February 21, 2017
T-minus 11 days. One year ago, when we officially announced our intentions not to renew our contract at Scuba Junkie, our mental and physical exhaustion had reached a point that was taking a brutal toll on us. We honestly had reached a point where we were unable to approach each day in a positive way without thinking of simply soldiering forward to the end of our contract, moving on and finding the perfect sailboat which we knew had to be out there but had no idea which boat it could be or how we would find it. With six months to go, we didn’t think we would make it without killing someone, or each other. Our frustrations with work, things that would never change, no matter how hard we had tried, had peaked to a point of no return and the tunnel continued to grow darker and darker, closing in further with every passing day. Even our days off seemed to offer no rejuvenation, only momentary sanctuary. The resort’s growth had simply become too much for two people to oversee. During our first five years, we had seemed to turn back time, feeling younger and younger every year; but as managers, that time had been stolen back exponentially. We simply felt old and tired again.
And then slowly, as the transition began with what we had jokingly come to refer to as “The New Same-Same World Order” (a restructuring involving six people taking on all the duties and responsibilities we had previously juggled, that largely remained to be hashed out in its gritty details), we found ourselves slowly able to step back more and more. The daily onslaught of issues, problems and headaches were now gradually becoming other peoples challenges to sort out. For the first time in years, we found ourselves able to breathe again… We found ourselves actually diving again! Our conversations began to center around sailing and the future, rather than around trying to resolve the latest crisis. The fog seemed to slowly be clearing.
And now, suddenly, we find ourselves facing our last day of work at Scuba Junkie. Our final week here will be burning our last bit of holiday time due to us, visiting with friends and former colleagues coming back to celebrate Tino’s (one of the owners) wedding – an event certain to be epic in both scale and consumption…an event we feel ecstatic to be participants in rather than responsible for. Possibly one of the smartest things we ever arranged.
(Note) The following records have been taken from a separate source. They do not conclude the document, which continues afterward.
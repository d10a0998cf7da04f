//! Single-file JSON result cache.
//!
//! Entries are keyed by a string built from everything that determines a
//! result (repository, resolved commits, filters). Each entry keeps the
//! time it was last read; entries idle for longer than the TTL are evicted
//! on the next access. Cache failures never fail an analysis: they are
//! logged and the cache is bypassed.

use std::collections::BTreeMap;
use std::fs;
use std::io::Write;
use std::path::{Path, PathBuf};

use chrono::Utc;
use serde::de::DeserializeOwned;
use serde::{Deserialize, Serialize};
use tracing::{debug, warn};

use crate::error::Result;

#[derive(Debug, Default, Serialize, Deserialize)]
struct CacheData {
    entries: BTreeMap<String, CacheEntry>,
}

#[derive(Debug, Serialize, Deserialize)]
struct CacheEntry {
    value: serde_json::Value,
    /// Unix seconds
    last_access: i64,
}

#[derive(Debug, Clone)]
pub struct Cache {
    path: PathBuf,
    ttl_secs: u64,
}

impl Cache {
    pub fn new(path: impl Into<PathBuf>, ttl_secs: u64) -> Self {
        Self {
            path: path.into(),
            ttl_secs,
        }
    }

    pub fn path(&self) -> &Path {
        &self.path
    }

    /// Cached value for `key`, refreshing its access time.
    pub fn get<T: DeserializeOwned>(&self, key: &str) -> Result<Option<T>> {
        let mut data = self.load()?;
        let now = Utc::now().timestamp();
        let evicted = self.evict(&mut data, now);
        let hit = match data.entries.get_mut(key) {
            Some(entry) => {
                entry.last_access = now;
                Some(serde_json::from_value(entry.value.clone())?)
            }
            None => None,
        };
        if hit.is_some() || evicted > 0 {
            self.store(&data)?;
        }
        debug!(key, hit = hit.is_some(), evicted, "cache lookup");
        Ok(hit)
    }

    pub fn put<T: Serialize>(&self, key: &str, value: &T) -> Result<()> {
        let mut data = self.load()?;
        let now = Utc::now().timestamp();
        self.evict(&mut data, now);
        data.entries.insert(
            key.to_string(),
            CacheEntry {
                value: serde_json::to_value(value)?,
                last_access: now,
            },
        );
        self.store(&data)
    }

    fn evict(&self, data: &mut CacheData, now: i64) -> usize {
        let before = data.entries.len();
        let ttl = i64::try_from(self.ttl_secs).unwrap_or(i64::MAX);
        data.entries
            .retain(|_, entry| now.saturating_sub(entry.last_access) <= ttl);
        before - data.entries.len()
    }

    fn load(&self) -> Result<CacheData> {
        if !self.path.exists() {
            return Ok(CacheData::default());
        }
        let content = fs::read_to_string(&self.path)?;
        if content.trim().is_empty() {
            return Ok(CacheData::default());
        }
        Ok(serde_json::from_str(&content)?)
    }

    /// Write through a temporary sibling file and rename it into place.
    fn store(&self, data: &CacheData) -> Result<()> {
        let dir = match self.path.parent().filter(|p| !p.as_os_str().is_empty()) {
            Some(parent) => {
                fs::create_dir_all(parent)?;
                parent.to_path_buf()
            }
            None => PathBuf::from("."),
        };
        let mut file = tempfile::NamedTempFile::new_in(dir)?;
        file.write_all(serde_json::to_string(data)?.as_bytes())?;
        file.as_file().sync_all()?;
        file.persist(&self.path).map_err(|e| e.error)?;
        Ok(())
    }
}

/// Compose a cache key from named parts.
pub fn key(parts: &[(&str, &str)]) -> String {
    parts
        .iter()
        .map(|(name, value)| format!("{name}={value}"))
        .collect::<Vec<_>>()
        .join("|")
}

/// Return the cached value for `key`, or compute and store it.
/// Any cache failure is logged and the value is computed afresh.
pub fn cached<T, F>(cache: Option<&Cache>, key: &str, compute: F) -> Result<T>
where
    T: Serialize + DeserializeOwned,
    F: FnOnce() -> Result<T>,
{
    let Some(cache) = cache else {
        return compute();
    };
    match cache.get(key) {
        Ok(Some(value)) => return Ok(value),
        Ok(None) => {}
        Err(err) => warn!(path = %cache.path().display(), error = %err, "cache unavailable"),
    }
    let value = compute()?;
    if let Err(err) = cache.put(key, &value) {
        warn!(path = %cache.path().display(), error = %err, "cannot write cache");
    }
    Ok(value)
}

#[cfg(test)]
#[path = "cache_test.rs"]
mod tests;
use std::fmt::Write as _;

use super::model::{AuthorOwnership, OwnershipResult};
use crate::dups::report::{DuplicationMetrics, format_groups, format_summary};
use crate::report_helpers::{self, BarChart, GraphPage};

/// Totals, line age and duplication, then one line per author with
/// their age and duplication counters.
pub fn format_full(result: &OwnershipResult) -> String {
    let mut out = header(result);
    let _ = writeln!(out, "Avg line age: {:.0} days", result.average_age_days());
    let _ = writeln!(
        out,
        "Duplicated lines: {} ({}%)",
        result.total_lines_duplicated,
        whole_percent(result.total_lines_duplicated, result.total_lines)
    );
    if result.skipped_files > 0 {
        let _ = writeln!(out, "Files skipped: {}", result.skipped_files);
    }
    let _ = writeln!(out, "Total lines: {}", result.total_lines);
    for author in &result.authors {
        let _ = writeln!(
            out,
            "  {} {}: {}{} avg-days:{} dup:{} orig:{} dup-others:{}",
            author.author_name,
            author.author_email,
            author.owned_lines_total,
            share(author, result.total_lines),
            author.average_age_days() as i64,
            author.owned_lines_duplicate,
            author.owned_lines_duplicate_original,
            author.owned_lines_duplicate_original_others
        );
    }
    out
}

/// Lines per author only.
pub fn format_short(result: &OwnershipResult) -> String {
    let mut out = header(result);
    let _ = writeln!(out, "Total lines: {}", result.total_lines);
    for author in &result.authors {
        let _ = writeln!(
            out,
            "  {}: {}{}",
            author.author_name,
            author.owned_lines_total,
            share(author, result.total_lines)
        );
    }
    out
}

fn header(result: &OwnershipResult) -> String {
    format!(
        "\nTotal authors: {}\nTotal files: {}\n",
        result.authors.len(),
        result.total_files
    )
}

/// `" (P.P%)"` share of the total, one decimal.
fn share(author: &AuthorOwnership, total: i64) -> String {
    if total == 0 {
        return String::new();
    }
    format!(
        " ({:.1}%)",
        100.0 * author.owned_lines_total as f64 / total as f64
    )
}

fn whole_percent(value: i64, total: i64) -> i64 {
    if total == 0 {
        0
    } else {
        (100.0 * value as f64 / total as f64) as i64
    }
}

/// Graph page of owned lines per author. Returns the exit code.
pub fn write_graph(result: &OwnershipResult) -> i32 {
    let bars = |metric: fn(&AuthorOwnership) -> i64| -> Vec<(String, i64)> {
        result
            .authors
            .iter()
            .map(|a| (a.author_name.clone(), metric(a)))
            .collect()
    };
    report_helpers::emit_graph(&GraphPage {
        title: format!("Ownership at {}", result.commit.date.format("%Y-%m-%d")),
        charts: vec![
            BarChart {
                title: "Owned lines".to_string(),
                bars: bars(|a| a.owned_lines_total),
            },
            BarChart {
                title: "Duplicated lines".to_string(),
                bars: bars(|a| a.owned_lines_duplicate),
            },
        ],
        text: format_full(result),
    })
}

/// Graph page for the duplicates view. Returns the exit code.
pub fn write_duplicates_graph(result: &OwnershipResult) -> i32 {
    let groups = &result.duplicate_line_groups;
    let metrics = DuplicationMetrics::new(groups, result.total_lines as usize);
    report_helpers::emit_graph(&GraphPage {
        title: "Duplicated lines".to_string(),
        charts: vec![BarChart {
            title: "Copies by author".to_string(),
            bars: result
                .authors
                .iter()
                .map(|a| (a.author_name.clone(), a.owned_lines_duplicate))
                .collect(),
        }],
        text: format!("{}{}", format_summary(&metrics), format_groups(groups, true)),
    })
}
To get to this moment we have had to come full circle, much like riding a roller coaster loop. Moving backwards while slowing to a point of feeling like the wheels are about to catastrophically come off the track with everything coming crashing down in a wreck, only to pick up speed as we complete the loop and jettison towards the next thrill. Time seems to be accelerating more and more. The plan is already in place. The endgame is happening quickly…it always does.